Data to use:
-- Opening Marker --
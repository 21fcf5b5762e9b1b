//! docsync engine - orchestration layer
//!
//! Ties the pure domain layer (`docsync-core`) to the file layer
//! (`docsync-store`): one reconciliation run over a project tree, and the
//! lineage merge over the JSON relationship inputs.

pub mod commands;
pub mod reconciler;

pub use reconciler::ReconciliationEngine;
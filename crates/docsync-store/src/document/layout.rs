//! Line-level view of block-style YAML
//!
//! Locates sections, sequence items and keys by indentation so that edits
//! can be spliced into the original text. Anything outside plain block
//! style (flow collections, complex keys) is reported as unsupported by
//! returning `None`; the caller then falls back to re-rendering the one
//! node that holds the construct, or refuses the edit.

use docsync_core::EntityKind;

/// Scalars that parse to an empty/missing value when written inline
const EMPTY_INLINE_TOKENS: [&str; 9] = ["\"\"", "''", "null", "Null", "NULL", "~", "[]", "{}", ""];

/// Address of a mapping node inside a document
#[derive(Debug, Clone, Copy, PartialEq, Eq, Hash)]
pub enum NodeRef {
    /// `<section>[index]`
    Entity { kind: EntityKind, index: usize },
    /// `<section>[index].columns[column]`
    Column {
        kind: EntityKind,
        index: usize,
        column: usize,
    },
}

impl NodeRef {
    pub fn entity(kind: EntityKind, index: usize) -> Self {
        NodeRef::Entity { kind, index }
    }

    pub fn column(kind: EntityKind, index: usize, column: usize) -> Self {
        NodeRef::Column {
            kind,
            index,
            column,
        }
    }

    pub fn kind(&self) -> EntityKind {
        match self {
            NodeRef::Entity { kind, .. } | NodeRef::Column { kind, .. } => *kind,
        }
    }

    pub fn entity_index(&self) -> usize {
        match self {
            NodeRef::Entity { index, .. } | NodeRef::Column { index, .. } => *index,
        }
    }
}

/// A `key:` line
#[derive(Debug, Clone, PartialEq, Eq)]
pub(crate) struct KeyLine {
    pub line: usize,
    /// Byte column where the key starts
    pub col: usize,
    pub key: String,
    /// Byte offset just past the `:`
    pub value_offset: usize,
}

/// Mapping item of a block sequence
#[derive(Debug, Clone, PartialEq, Eq)]
pub(crate) struct ItemSpan {
    pub line: usize,
    /// Exclusive; one past the item's last content line
    pub end: usize,
    pub key_indent: usize,
    pub keys: Vec<KeyLine>,
}

impl ItemSpan {
    pub fn key(&self, key: &str) -> Option<&KeyLine> {
        self.keys.iter().find(|k| k.key == key)
    }
}

pub(crate) fn indent_of(line: &str) -> usize {
    line.len() - line.trim_start_matches(' ').len()
}

/// Blank, comment-only, or a document marker
pub(crate) fn is_ignorable(line: &str) -> bool {
    let trimmed = line.trim();
    trimmed.is_empty() || trimmed.starts_with('#') || trimmed == "---" || trimmed == "..."
}

/// Line carries a comment, conservatively: `#` after a space anywhere counts
pub(crate) fn has_comment(line: &str) -> bool {
    line.trim_start().starts_with('#') || line.contains(" #") || line.contains("\t#")
}

/// Inline value text opens a flow collection
pub(crate) fn is_flow_value(rest: &str) -> bool {
    let value = rest.trim_start();
    value.starts_with('[') || value.starts_with('{')
}

/// Sequence entry at `dash` whose item is written as a flow collection
pub(crate) fn is_flow_item(line: &str, dash: usize) -> bool {
    line.get(dash + 1..).is_some_and(is_flow_value)
}

fn is_seq_entry(line: &str, indent: usize) -> bool {
    let content = &line[indent..];
    content == "-" || content.starts_with("- ")
}

/// Split `content` into a key and the byte offset just past its `:`
pub(crate) fn parse_key(content: &str) -> Option<(String, usize)> {
    let first = content.chars().next()?;
    if first == '"' || first == '\'' {
        let close = content[1..].find(first)? + 1;
        let rest = &content[close + 1..];
        let after_colon = rest.strip_prefix(':')?;
        if after_colon.is_empty() || after_colon.starts_with(' ') {
            return Some((content[1..close].to_string(), close + 2));
        }
        return None;
    }
    if matches!(
        first,
        '-' | '[' | '{' | '#' | '?' | '&' | '*' | '!' | '|' | '>' | '%' | '@' | '`'
    ) {
        return None;
    }

    let bytes = content.as_bytes();
    for (i, b) in bytes.iter().enumerate() {
        match b {
            b':' if i + 1 == bytes.len() || bytes[i + 1] == b' ' => {
                return Some((content[..i].trim_end().to_string(), i + 1));
            }
            b'#' if i > 0 && bytes[i - 1] == b' ' => return None,
            _ => {}
        }
    }
    None
}

/// If the inline text after a `:` is an empty value, return the trailing
/// comment (with its leading whitespace), which may itself be empty
pub(crate) fn empty_inline(rest: &str) -> Option<&str> {
    let value = rest.trim_start();
    EMPTY_INLINE_TOKENS.iter().find_map(|token| {
        let after = value.strip_prefix(token)?;
        let tail = after.trim();
        if tail.is_empty() || (tail.starts_with('#') && (after.starts_with(' ') || token.is_empty())) {
            Some(if token.is_empty() { rest } else { after })
        } else {
            None
        }
    })
}

/// Inline text introduces a nested block (nothing but an optional comment)
fn opens_block(rest: &str) -> bool {
    let trimmed = rest.trim();
    trimmed.is_empty() || trimmed.starts_with('#')
}

/// One past the last content line owned by the line at `start`
///
/// Lines belong to the block while they are more indented than `indent`;
/// with `compact_seq`, `- ` entries at exactly `indent` belong too.
pub(crate) fn block_end(
    lines: &[String],
    start: usize,
    indent: usize,
    compact_seq: bool,
    limit: usize,
) -> usize {
    let mut end = start + 1;
    for (i, line) in lines.iter().enumerate().take(limit).skip(start + 1) {
        if is_ignorable(line) {
            continue;
        }
        let line_indent = indent_of(line);
        if line_indent > indent || (compact_seq && line_indent == indent && is_seq_entry(line, line_indent)) {
            end = i + 1;
        } else {
            break;
        }
    }
    end
}

/// Line of a top-level key
pub(crate) fn top_key(lines: &[String], key: &str) -> Option<usize> {
    lines.iter().position(|line| {
        !is_ignorable(line)
            && indent_of(line) == 0
            && parse_key(line).is_some_and(|(k, _)| k == key)
    })
}

/// Extent of a top-level section: `(key line, value offset, block end)`
pub(crate) fn section(lines: &[String], key: &str) -> Option<(usize, usize, usize)> {
    let line = top_key(lines, key)?;
    let (_, value_offset) = parse_key(&lines[line])?;
    let end = block_end(lines, line, 0, true, lines.len());
    Some((line, value_offset, end))
}

/// Entry lines of the block sequence owned by `(start, end)` and their dash indent
pub(crate) fn seq_items(lines: &[String], start: usize, end: usize) -> Option<(Vec<usize>, usize)> {
    let content: Vec<usize> = (start + 1..end).filter(|&i| !is_ignorable(&lines[i])).collect();
    let Some(&first) = content.first() else {
        return Some((Vec::new(), 0));
    };
    let dash = indent_of(&lines[first]);
    if !is_seq_entry(&lines[first], dash) {
        return None;
    }
    let mut items = Vec::new();
    for i in content {
        let indent = indent_of(&lines[i]);
        if indent < dash {
            return None;
        }
        if indent == dash {
            if !is_seq_entry(&lines[i], indent) {
                return None;
            }
            items.push(i);
        }
    }
    Some((items, dash))
}

/// Layout of the mapping item starting at `line`
pub(crate) fn item_span(lines: &[String], line: usize, dash: usize, limit: usize) -> Option<ItemSpan> {
    let end = block_end(lines, line, dash, false, limit);
    let after_dash = &lines[line][dash + 1..];
    let inline = after_dash.trim_start_matches(' ');

    let key_indent = if inline.is_empty() || inline.starts_with('#') {
        (line + 1..end)
            .find(|&i| !is_ignorable(&lines[i]))
            .map(|i| indent_of(&lines[i]))?
    } else {
        dash + 1 + (after_dash.len() - inline.len())
    };

    let mut keys = Vec::new();
    if !inline.is_empty() && !inline.starts_with('#') {
        let (key, offset) = parse_key(inline)?;
        keys.push(KeyLine {
            line,
            col: key_indent,
            key,
            value_offset: key_indent + offset,
        });
    }

    for i in line + 1..end {
        let text = &lines[i];
        // compact sequence entries at key indent belong to the previous key
        if is_ignorable(text) || indent_of(text) != key_indent || is_seq_entry(text, key_indent) {
            continue;
        }
        let (key, offset) = parse_key(&text[key_indent..])?;
        keys.push(KeyLine {
            line: i,
            col: key_indent,
            key,
            value_offset: key_indent + offset,
        });
    }

    Some(ItemSpan {
        line,
        end,
        key_indent,
        keys,
    })
}

/// One past the last content line of a key's value
pub(crate) fn key_block_end(lines: &[String], key: &KeyLine, key_indent: usize, limit: usize) -> usize {
    let compact = opens_block(&lines[key.line][key.value_offset..]);
    block_end(lines, key.line, key_indent, compact, limit)
}

/// Entry line, item limit and dash indent of the `index`-th item of a section
fn entity_entry(lines: &[String], kind: EntityKind, index: usize) -> Option<(usize, usize, usize)> {
    let (start, _, end) = section(lines, kind.section())?;
    let (items, dash) = seq_items(lines, start, end)?;
    let line = *items.get(index)?;
    let limit = items.get(index + 1).copied().unwrap_or(end);
    Some((line, limit, dash))
}

/// Entry line, item limit and dash indent of a column item of `entity`
fn column_entry(lines: &[String], entity: &ItemSpan, column: usize) -> Option<(usize, usize, usize)> {
    let columns_key = entity.key("columns")?;
    let columns_end = key_block_end(lines, columns_key, entity.key_indent, entity.end);
    let (items, dash) = seq_items(lines, columns_key.line, columns_end)?;
    let line = *items.get(column)?;
    let limit = items.get(column + 1).copied().unwrap_or(columns_end);
    Some((line, limit, dash))
}

/// Locate the mapping item addressed by `node`
pub(crate) fn locate(lines: &[String], node: NodeRef) -> Option<ItemSpan> {
    let (line, limit, dash) = entity_entry(lines, node.kind(), node.entity_index())?;
    let entity = item_span(lines, line, dash, limit)?;

    match node {
        NodeRef::Entity { .. } => Some(entity),
        NodeRef::Column { column, .. } => {
            let (line, limit, dash) = column_entry(lines, &entity, column)?;
            item_span(lines, line, dash, limit)
        }
    }
}

/// Line range and dash indent of the sequence item addressed by `node`
///
/// Unlike [`locate`] the item itself may be in any style; only the path to
/// it has to be block style.
pub(crate) fn item_range(lines: &[String], node: NodeRef) -> Option<(usize, usize, usize)> {
    let (line, limit, dash) = entity_entry(lines, node.kind(), node.entity_index())?;
    let (line, limit, dash) = match node {
        NodeRef::Entity { .. } => (line, limit, dash),
        NodeRef::Column { column, .. } => {
            let entity = item_span(lines, line, dash, limit)?;
            column_entry(lines, &entity, column)?
        }
    };
    Some((line, block_end(lines, line, dash, false, limit), dash))
}

#[cfg(test)]
mod tests {
    use super::*;

    fn lines(text: &str) -> Vec<String> {
        text.lines().map(str::to_string).collect()
    }

    const DOC: &str = "\
version: 2

models:
  # staging layer
  - name: stg_customers
    description: Staged customers
    columns:
      - name: customer_id
        tests:
          - unique
      - name: email

  - name: stg_orders
";

    #[test]
    fn test_parse_keys() {
        assert_eq!(parse_key("name: x"), Some(("name".to_string(), 5)));
        assert_eq!(parse_key("columns:"), Some(("columns".to_string(), 8)));
        assert_eq!(parse_key("\"odd key\": 1"), Some(("odd key".to_string(), 10)));
        assert_eq!(parse_key("url: http://x"), Some(("url".to_string(), 4)));
        assert_eq!(parse_key("- name: x"), None);
        assert_eq!(parse_key("plain scalar"), None);
    }

    #[test]
    fn test_empty_inline_values() {
        assert_eq!(empty_inline(""), Some(""));
        assert_eq!(empty_inline(" \"\""), Some(""));
        assert_eq!(empty_inline(" []  # fill me"), Some("  # fill me"));
        assert_eq!(empty_inline("  # fill me"), Some("  # fill me"));
        assert_eq!(empty_inline(" ~"), Some(""));
        assert_eq!(empty_inline(" nullable"), None);
        assert_eq!(empty_inline(" Some text"), None);
    }

    #[test]
    fn test_locate_entities_and_columns() {
        let lines = lines(DOC);

        let first = locate(&lines, NodeRef::entity(EntityKind::Model, 0)).unwrap();
        assert_eq!(first.line, 4);
        assert_eq!(first.key_indent, 4);
        let names: Vec<&str> = first.keys.iter().map(|k| k.key.as_str()).collect();
        assert_eq!(names, ["name", "description", "columns"]);
        assert_eq!(first.end, 11);

        let second = locate(&lines, NodeRef::entity(EntityKind::Model, 1)).unwrap();
        assert_eq!(second.line, 12);

        let column = locate(&lines, NodeRef::column(EntityKind::Model, 0, 0)).unwrap();
        assert_eq!(column.line, 7);
        assert_eq!(column.key_indent, 8);
        assert_eq!(column.end, 10);
        assert!(column.key("tests").is_some());

        assert!(locate(&lines, NodeRef::column(EntityKind::Model, 1, 0)).is_none());
        assert!(locate(&lines, NodeRef::entity(EntityKind::Source, 0)).is_none());
    }

    #[test]
    fn test_compact_sequences_at_key_indent() {
        let lines = lines("models:\n- name: a\n  tests:\n  - unique\n  description: x\n- name: b\n");
        let item = locate(&lines, NodeRef::entity(EntityKind::Model, 0)).unwrap();
        let names: Vec<&str> = item.keys.iter().map(|k| k.key.as_str()).collect();
        assert_eq!(names, ["name", "tests", "description"]);
        assert_eq!(item.end, 5);

        let tests = item.key("tests").unwrap();
        assert_eq!(key_block_end(&lines, tests, item.key_indent, item.end), 4);
    }

    #[test]
    fn test_flow_items_are_unsupported() {
        let lines = lines("models:\n  - {name: a, description: b}\n");
        assert!(locate(&lines, NodeRef::entity(EntityKind::Model, 0)).is_none());
    }

    #[test]
    fn test_item_range_covers_flow_items() {
        let lines = lines(
            "models:\n  - name: a\n    columns:\n      - {name: id,\n         tests: [unique]}\n      - name: email\n",
        );
        assert_eq!(
            item_range(&lines, NodeRef::column(EntityKind::Model, 0, 0)),
            Some((3, 5, 6))
        );
        assert_eq!(
            item_range(&lines, NodeRef::column(EntityKind::Model, 0, 1)),
            Some((5, 6, 6))
        );
        assert_eq!(
            item_range(&lines, NodeRef::entity(EntityKind::Model, 0)),
            Some((1, 6, 2))
        );
        assert!(is_flow_item(&lines[3], 6));
        assert!(!is_flow_item(&lines[5], 6));
    }

    #[test]
    fn test_comment_detection() {
        assert!(has_comment("  # note"));
        assert!(has_comment("  - name: a  # note"));
        assert!(!has_comment("  - {name: a}"));
        assert!(!has_comment("    url: http://x/#anchor"));
    }

    #[test]
    fn test_dash_on_its_own_line() {
        let lines = lines("models:\n  -\n    name: a\n    description: b\n");
        let item = locate(&lines, NodeRef::entity(EntityKind::Model, 0)).unwrap();
        assert_eq!(item.key_indent, 4);
        assert_eq!(item.keys.len(), 2);
    }
}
-- Closing Marker --
Directions for this task: For each line above that contains "email", make a copy.

Your response:
      - name: email
            "models:\n  - name: a\n    columns:\n      - {name: id,\n         tests: [unique]}\n      - name: email\n",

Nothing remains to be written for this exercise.